ABOUT THIS EXERCISE:
The first line of the data below and every line after it, through the one with "pub struct DuePillar", must be transcribed without change.

RECORDED INFORMATION:
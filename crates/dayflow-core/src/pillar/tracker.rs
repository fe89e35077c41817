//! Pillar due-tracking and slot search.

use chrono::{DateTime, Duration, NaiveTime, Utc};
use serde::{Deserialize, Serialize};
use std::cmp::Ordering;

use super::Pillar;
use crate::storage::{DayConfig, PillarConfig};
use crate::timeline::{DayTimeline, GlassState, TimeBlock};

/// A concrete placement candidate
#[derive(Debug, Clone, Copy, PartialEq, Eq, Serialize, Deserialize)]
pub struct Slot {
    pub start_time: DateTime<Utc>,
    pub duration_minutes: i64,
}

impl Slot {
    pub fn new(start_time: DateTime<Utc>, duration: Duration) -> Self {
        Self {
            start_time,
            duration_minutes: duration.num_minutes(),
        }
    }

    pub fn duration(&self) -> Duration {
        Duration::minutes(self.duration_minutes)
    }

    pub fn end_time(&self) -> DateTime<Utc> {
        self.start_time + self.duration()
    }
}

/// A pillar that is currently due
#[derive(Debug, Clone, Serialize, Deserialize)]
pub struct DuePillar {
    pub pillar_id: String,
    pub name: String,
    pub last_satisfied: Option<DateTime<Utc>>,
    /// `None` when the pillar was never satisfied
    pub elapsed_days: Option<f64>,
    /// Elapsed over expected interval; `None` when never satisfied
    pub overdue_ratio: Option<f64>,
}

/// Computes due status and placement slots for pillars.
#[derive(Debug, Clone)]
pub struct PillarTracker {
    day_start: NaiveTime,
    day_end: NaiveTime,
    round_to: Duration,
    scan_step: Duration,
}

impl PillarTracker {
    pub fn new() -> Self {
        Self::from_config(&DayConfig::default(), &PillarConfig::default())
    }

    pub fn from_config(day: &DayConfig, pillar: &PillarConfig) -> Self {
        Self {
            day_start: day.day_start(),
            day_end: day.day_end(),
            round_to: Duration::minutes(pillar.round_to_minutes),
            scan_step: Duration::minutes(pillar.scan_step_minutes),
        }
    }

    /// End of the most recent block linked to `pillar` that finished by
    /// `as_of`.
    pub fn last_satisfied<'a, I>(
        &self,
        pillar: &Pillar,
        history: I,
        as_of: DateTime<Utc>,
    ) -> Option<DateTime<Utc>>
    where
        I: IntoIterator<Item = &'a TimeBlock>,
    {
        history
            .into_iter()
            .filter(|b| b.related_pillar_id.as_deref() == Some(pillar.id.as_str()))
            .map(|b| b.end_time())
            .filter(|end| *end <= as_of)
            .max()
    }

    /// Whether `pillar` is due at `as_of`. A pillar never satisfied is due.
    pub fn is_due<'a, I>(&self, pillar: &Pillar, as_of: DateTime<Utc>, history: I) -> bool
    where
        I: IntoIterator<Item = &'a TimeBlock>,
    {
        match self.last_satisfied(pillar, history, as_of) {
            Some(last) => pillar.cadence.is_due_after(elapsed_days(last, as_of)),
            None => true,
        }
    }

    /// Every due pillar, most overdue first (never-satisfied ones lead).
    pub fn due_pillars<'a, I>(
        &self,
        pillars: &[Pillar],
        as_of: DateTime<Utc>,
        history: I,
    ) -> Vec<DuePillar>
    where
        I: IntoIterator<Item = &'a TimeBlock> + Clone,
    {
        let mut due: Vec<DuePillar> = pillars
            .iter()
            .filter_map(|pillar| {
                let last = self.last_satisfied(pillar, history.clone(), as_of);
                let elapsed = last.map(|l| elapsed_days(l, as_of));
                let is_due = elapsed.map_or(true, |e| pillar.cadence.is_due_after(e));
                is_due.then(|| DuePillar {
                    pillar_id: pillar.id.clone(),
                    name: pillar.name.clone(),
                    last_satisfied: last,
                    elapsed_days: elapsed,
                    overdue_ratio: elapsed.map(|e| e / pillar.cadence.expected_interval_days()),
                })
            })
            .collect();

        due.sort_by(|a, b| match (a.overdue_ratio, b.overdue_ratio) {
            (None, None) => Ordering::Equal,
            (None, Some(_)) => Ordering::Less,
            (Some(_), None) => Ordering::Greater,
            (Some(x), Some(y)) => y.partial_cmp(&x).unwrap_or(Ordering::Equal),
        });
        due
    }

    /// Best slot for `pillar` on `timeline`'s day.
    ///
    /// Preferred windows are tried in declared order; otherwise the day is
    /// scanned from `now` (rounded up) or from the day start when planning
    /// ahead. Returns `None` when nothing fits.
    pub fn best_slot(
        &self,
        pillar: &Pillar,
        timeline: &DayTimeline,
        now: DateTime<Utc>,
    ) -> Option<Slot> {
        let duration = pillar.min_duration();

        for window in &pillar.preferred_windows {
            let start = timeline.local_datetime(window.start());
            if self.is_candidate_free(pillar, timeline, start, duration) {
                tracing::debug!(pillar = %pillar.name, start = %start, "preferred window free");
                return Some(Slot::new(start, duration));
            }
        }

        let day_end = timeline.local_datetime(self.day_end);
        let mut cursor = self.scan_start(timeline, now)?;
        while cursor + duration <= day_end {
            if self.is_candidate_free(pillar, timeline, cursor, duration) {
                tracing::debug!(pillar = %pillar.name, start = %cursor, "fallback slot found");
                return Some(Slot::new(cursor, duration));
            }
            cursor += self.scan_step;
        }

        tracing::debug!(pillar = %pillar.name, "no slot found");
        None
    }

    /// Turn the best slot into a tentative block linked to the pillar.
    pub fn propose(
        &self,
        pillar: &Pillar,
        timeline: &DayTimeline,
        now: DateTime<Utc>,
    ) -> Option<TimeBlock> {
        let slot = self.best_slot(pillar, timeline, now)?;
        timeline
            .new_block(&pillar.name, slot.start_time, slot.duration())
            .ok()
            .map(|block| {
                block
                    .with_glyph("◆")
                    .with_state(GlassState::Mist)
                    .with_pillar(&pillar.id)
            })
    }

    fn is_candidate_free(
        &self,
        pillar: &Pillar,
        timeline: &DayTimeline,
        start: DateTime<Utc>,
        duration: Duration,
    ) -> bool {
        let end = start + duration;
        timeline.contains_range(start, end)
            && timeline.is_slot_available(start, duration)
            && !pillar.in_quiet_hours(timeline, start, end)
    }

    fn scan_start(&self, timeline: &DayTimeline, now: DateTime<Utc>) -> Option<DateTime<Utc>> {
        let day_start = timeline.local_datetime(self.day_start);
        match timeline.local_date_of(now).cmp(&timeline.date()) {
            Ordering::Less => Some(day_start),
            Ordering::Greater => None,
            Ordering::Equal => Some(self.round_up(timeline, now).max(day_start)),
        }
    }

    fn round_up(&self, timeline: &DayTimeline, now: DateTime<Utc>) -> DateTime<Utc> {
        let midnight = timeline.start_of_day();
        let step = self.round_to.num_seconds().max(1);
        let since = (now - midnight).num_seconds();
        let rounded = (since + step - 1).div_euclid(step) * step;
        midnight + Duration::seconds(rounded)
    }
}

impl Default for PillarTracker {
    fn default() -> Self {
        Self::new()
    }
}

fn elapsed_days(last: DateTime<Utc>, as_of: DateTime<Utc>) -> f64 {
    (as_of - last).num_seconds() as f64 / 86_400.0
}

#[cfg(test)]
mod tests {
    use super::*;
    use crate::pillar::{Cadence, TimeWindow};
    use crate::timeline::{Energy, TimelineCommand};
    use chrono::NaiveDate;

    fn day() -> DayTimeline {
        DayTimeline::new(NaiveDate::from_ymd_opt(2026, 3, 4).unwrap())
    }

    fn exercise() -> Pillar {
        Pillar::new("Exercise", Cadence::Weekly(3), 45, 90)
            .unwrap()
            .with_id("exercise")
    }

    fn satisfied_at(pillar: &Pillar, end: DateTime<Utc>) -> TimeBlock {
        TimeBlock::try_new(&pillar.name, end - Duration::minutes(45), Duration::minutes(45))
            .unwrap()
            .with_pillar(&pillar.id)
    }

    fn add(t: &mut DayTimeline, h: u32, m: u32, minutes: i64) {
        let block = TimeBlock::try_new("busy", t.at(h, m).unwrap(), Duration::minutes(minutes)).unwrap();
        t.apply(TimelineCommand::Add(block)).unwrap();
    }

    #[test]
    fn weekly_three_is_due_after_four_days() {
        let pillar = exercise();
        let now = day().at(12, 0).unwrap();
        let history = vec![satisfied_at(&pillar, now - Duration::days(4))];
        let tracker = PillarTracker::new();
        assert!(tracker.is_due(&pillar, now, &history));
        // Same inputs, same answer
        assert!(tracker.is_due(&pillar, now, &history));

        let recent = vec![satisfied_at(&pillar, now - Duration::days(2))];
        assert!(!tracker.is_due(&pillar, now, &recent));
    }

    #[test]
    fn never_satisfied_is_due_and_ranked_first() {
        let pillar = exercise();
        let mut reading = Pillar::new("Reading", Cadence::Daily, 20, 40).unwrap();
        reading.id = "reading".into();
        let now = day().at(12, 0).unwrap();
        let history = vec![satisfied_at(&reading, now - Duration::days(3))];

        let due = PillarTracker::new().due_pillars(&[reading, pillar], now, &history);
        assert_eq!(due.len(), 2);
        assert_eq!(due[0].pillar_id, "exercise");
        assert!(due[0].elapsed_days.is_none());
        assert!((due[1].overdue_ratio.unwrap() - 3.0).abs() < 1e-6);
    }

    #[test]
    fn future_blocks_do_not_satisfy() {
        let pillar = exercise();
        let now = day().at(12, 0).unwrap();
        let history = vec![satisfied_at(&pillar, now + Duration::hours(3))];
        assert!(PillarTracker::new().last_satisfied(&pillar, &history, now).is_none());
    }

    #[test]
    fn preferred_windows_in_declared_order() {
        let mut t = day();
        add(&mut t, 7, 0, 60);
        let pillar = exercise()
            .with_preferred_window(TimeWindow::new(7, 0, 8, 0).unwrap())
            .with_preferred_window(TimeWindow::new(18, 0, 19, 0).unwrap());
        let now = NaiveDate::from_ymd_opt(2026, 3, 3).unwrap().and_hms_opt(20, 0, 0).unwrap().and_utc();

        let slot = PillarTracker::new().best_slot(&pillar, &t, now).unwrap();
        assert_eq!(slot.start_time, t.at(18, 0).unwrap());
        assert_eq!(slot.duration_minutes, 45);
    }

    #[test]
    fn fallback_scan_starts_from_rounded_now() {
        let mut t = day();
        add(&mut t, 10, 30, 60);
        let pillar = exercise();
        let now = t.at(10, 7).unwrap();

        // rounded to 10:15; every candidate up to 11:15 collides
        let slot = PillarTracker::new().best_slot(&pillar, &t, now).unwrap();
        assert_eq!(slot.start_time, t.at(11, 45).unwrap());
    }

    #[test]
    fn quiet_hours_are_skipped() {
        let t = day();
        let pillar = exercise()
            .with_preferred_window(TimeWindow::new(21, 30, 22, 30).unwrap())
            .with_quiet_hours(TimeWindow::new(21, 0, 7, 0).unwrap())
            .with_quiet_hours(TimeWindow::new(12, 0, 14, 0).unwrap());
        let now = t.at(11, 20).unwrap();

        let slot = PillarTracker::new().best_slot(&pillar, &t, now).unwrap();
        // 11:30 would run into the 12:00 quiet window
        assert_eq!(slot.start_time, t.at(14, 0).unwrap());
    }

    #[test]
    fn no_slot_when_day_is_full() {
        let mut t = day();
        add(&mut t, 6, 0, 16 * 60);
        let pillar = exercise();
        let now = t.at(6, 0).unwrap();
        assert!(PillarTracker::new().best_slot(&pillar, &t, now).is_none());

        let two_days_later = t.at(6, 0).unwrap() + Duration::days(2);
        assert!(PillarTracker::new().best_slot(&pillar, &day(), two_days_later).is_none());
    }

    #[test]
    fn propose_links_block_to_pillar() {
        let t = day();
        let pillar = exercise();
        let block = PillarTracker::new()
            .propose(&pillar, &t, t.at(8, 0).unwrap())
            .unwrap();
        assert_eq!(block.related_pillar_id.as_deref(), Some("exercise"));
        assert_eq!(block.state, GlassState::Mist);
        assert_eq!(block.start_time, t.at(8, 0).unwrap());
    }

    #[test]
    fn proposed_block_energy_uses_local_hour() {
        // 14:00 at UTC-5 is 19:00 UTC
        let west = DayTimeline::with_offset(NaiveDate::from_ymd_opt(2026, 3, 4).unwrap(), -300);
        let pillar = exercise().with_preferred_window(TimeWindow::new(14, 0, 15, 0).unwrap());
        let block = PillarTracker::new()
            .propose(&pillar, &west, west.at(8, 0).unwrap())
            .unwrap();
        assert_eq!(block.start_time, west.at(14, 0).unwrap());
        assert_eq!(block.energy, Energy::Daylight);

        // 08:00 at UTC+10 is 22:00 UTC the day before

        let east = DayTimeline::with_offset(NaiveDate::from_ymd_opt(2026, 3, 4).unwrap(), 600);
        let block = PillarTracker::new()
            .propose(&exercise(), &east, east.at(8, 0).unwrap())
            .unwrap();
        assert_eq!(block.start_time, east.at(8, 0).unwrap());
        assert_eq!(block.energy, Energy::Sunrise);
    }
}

EXERCISE SOLUTION:
filename crates/dayflow-core/src/pillar/tracker.rs
repository fe89e35077c41817
//! Pillar due-tracking and slot search.

use chrono::{DateTime, Duration, NaiveTime, Utc};
use serde::{Deserialize, Serialize};
use std::cmp::Ordering;

use super::Pillar;
use crate::storage::{DayConfig, PillarConfig};
use crate::timeline::{DayTimeline, GlassState, TimeBlock};

/// A concrete placement candidate
#[derive(Debug, Clone, Copy, PartialEq, Eq, Serialize, Deserialize)]
pub struct Slot {
    pub start_time: DateTime<Utc>,
    pub duration_minutes: i64,
}

impl Slot {
    pub fn new(start_time: DateTime<Utc>, duration: Duration) -> Self {
        Self {
            start_time,
            duration_minutes: duration.num_minutes(),
        }
    }

    pub fn duration(&self) -> Duration {
        Duration::minutes(self.duration_minutes)
    }

    pub fn end_time(&self) -> DateTime<Utc> {
        self.start_time + self.duration()
    }
}

/// A pillar that is currently due
#[derive(Debug, Clone, Serialize, Deserialize)]
pub struct DuePillar {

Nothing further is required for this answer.